Nov. 6: “I think the major takeaway last night was that for whatever reason, and I think we’re going to be interrogating for months using academic survey data, the extent to which underlying racism and sexism might have hampered Kamala Harris’ ability to attract votes.”
–Emory University political science professor Andra Gillespie on Vice President Kamala Harris’s firm loss to former President Donald Trump despite many of the polls showing her ahead.

Nov. 12: “Election integrity doesn’t happen just in the 11th hour, as some fringe activists claimed to try to do this past month. It is planned years in advance.”
–Georgia Republican Secretary of State Brad Raffensperger on certifying the election, as fraud claims dissipate after Donald Trump’s win.
Nov. 14: “We cannot turn a blind eye to the inhumane, violent and hazardous conditions that people are subjected to inside the Fulton County Jail.”
–Kristen Clarke, assistant attorney general for the Justice Department’s Civil Rights Division
Nov. 20: “No foreign government is simply entitled as a matter of right to American weapons with no strings attached.”

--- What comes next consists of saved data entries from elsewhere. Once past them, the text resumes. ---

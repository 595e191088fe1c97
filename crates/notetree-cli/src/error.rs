use std::io;

use thiserror::Error;

#[derive(Debug, Error)]
pub enum CliError {
    #[error(transparent)]
    Core(#[from] notetree_core::Error),
    #[error(transparent)]
    Io(#[from] io::Error),
    #[error(transparent)]
    Serialization(#[from] serde_json::Error),
    #[error("Configuration error: {0}")]
    Config(String),
    #[error("Note title cannot be empty")]
    EmptyTitle,
    #[error("Nothing to update; pass --username and/or --email")]
    EmptyProfileUpdate,
    #[error(
        "No service configured. Run `notetree config init --base-url URL` or set NOTETREE_BASE_URL."
    )]
    NotConfigured,
}
use thiserror::Error;

#[derive(Error, Debug)]
pub enum AutolysisError {
    #[error("Environment error: {0}")]
    Environment(String),

    #[error("Configuration error: {0}")]
    Config(String),

    #[error("IO error: {0}")]
    Io(#[from] std::io::Error),

    #[error("JSON error: {0}")]
    Json(#[from] serde_json::Error),

    #[error("HTTP error: {0}")]
    Http(#[from] reqwest::Error),

    #[error("Parse error: {0}")]
    Parse(String),

    #[error("Polars error: {0}")]
    Polars(String),

    #[error("LLM error: {0}")]
    Llm(String),

    #[error("Chart error: {0}")]
    Chart(String),

    #[error("Stage '{stage}' failed: {message}")]
    Stage { stage: String, message: String },

    #[error("Empty dataset: {0}")]
    EmptyDataset(String),
}

impl From<polars::error::PolarsError> for AutolysisError {
    fn from(err: polars::error::PolarsError) -> Self {
        AutolysisError::Polars(err.to_string())
    }
}

pub type Result<T> = std::result::Result<T, AutolysisError>;
use autolysis::config::Config;
use autolysis::llm::LlmClient;
use autolysis::pipeline::AnalysisPipeline;

use anyhow::Result;
use clap::Parser;
use std::path::PathBuf;
use std::sync::Arc;
use tracing::info;
use tracing_subscriber::EnvFilter;

#[derive(Parser)]
#[command(name = "autolysis")]
#[command(about = "Automated exploratory analysis of a CSV file, narrated into README.md")]
#[command(version)]
struct Args {
    /// CSV file to analyze
    csv_file: PathBuf,
}

#[tokio::main]
async fn main() -> Result<()> {
    let args = Args::parse();

    // Load environment variables from .env file
    dotenv::dotenv().ok();

    tracing_subscriber::fmt()
        .with_env_filter(EnvFilter::try_from_default_env().unwrap_or_else(|_| EnvFilter::new("info")))
        .init();

    let config = Config::from_env()?;
    info!("Analyzing {} with model {}", args.csv_file.display(), config.model);

    let narrator = Arc::new(LlmClient::from_config(&config)?);
    let pipeline = AnalysisPipeline::new(&config, narrator);
    let report = pipeline.run(&args.csv_file).await?;

    if !report.timed_out.is_empty() {
        info!("Stages left empty after timing out: {:?}", report.timed_out);
    }
    println!("Report written to {}", report.report_path.display());
    for chart in &report.charts {
        println!("Chart written to {}", chart.path.display());
    }

    Ok(())
}
use crate::error::Result;
use std::path::Path;

pub const REPORT_FILE: &str = "README.md";
const TITLE: &str = "# Automated Data Analysis";

/// Incrementally assembled Markdown report.
#[derive(Debug, Clone)]
pub struct ReportBuilder {
    content: String,
}

impl Default for ReportBuilder {
    fn default() -> Self {
        Self::new()
    }
}

impl ReportBuilder {
    pub fn new() -> Self {
        Self {
            content: format!("{}\n\n", TITLE),
        }
    }

    pub fn section(&mut self, title: &str, body: &str) -> &mut Self {
        self.content.push_str(&format!("## {}\n{}\n\n", title, body));
        self
    }

    pub fn image(&mut self, title: &str, alt: &str, file: &str) -> &mut Self {
        self.content.push_str(&format!("## {}\n![{}]({})\n\n", title, alt, file));
        self
    }

    pub fn render(&self) -> &str {
        &self.content
    }

    pub fn write_to(&self, path: &Path) -> Result<()> {
        std::fs::write(path, &self.content)?;
        Ok(())
    }
}

#[cfg(test)]
mod tests {
    use super::*;

    #[test]
    fn test_layout() {
        let mut report = ReportBuilder::new();
        report
            .section("Data Overview", "Ten rows.")
            .image("Numerical Visualization", "Numerical Plot", "numerical_plot.png");
        assert_eq!(
            report.render(),
            "# Automated Data Analysis\n\n## Data Overview\nTen rows.\n\n## Numerical Visualization\n![Numerical Plot](numerical_plot.png)\n\n"
        );
    }

    #[test]
    fn test_write_to() {
        let dir = tempfile::tempdir().unwrap();
        let path = dir.path().join(REPORT_FILE);
        let mut report = ReportBuilder::new();
        report.section("Final Story", "");
        report.write_to(&path).unwrap();
        let written = std::fs::read_to_string(&path).unwrap();
        assert!(written.ends_with("## Final Story\n\n\n"));
    }
}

–Sen. Jon Ossoff after voting in favor of a resolution led by Vermont Sen. Bernie Sanders to block the sale of some weapons to Israel.
Nov. 22: “Georgia’s farmers have experienced unprecedented losses as a result of Hurricane Helene and the storms that followed it, and we’re taking decisive action on the state level to provide relief for them as quickly as possible.”
–Georgia Gov. Brian Kemp
Nov. 22: “By our calculations, the city stiffed itself by at least $3 milllion, probably closer to $3.7 million.”
–Sean Keenan, housing reporter for Atlanta Civic Circle, on the City of Atlanta missing out on millions of dollars for affordable housing money with the Gulch deal.

Dec. 3: “My whole campaign was premised off my students. They’re my North Star for quite literally everything I do, everything I would decide on.”
-23-year-old Bryce Berry will be the youngest lawmaker and the only active teacher in the legislature when he takes office in January.
Dec. 19: “While this is the rare case in which DA Willis and her office must be disqualified due to a significant appearance of impropriety, we cannot conclude that the record also supports the imposition of the extreme sanction of dismissal of the indictment under the appropriate standard.”
–The Georgia Court of Appeals removing Fulton County District Attorney Fani Willis and her office from the Georgia election interference case involving President-elect Trump. The court declined to dismiss the case. Fulton County prosecutors appealed the ruling to the Georgia Supreme Court.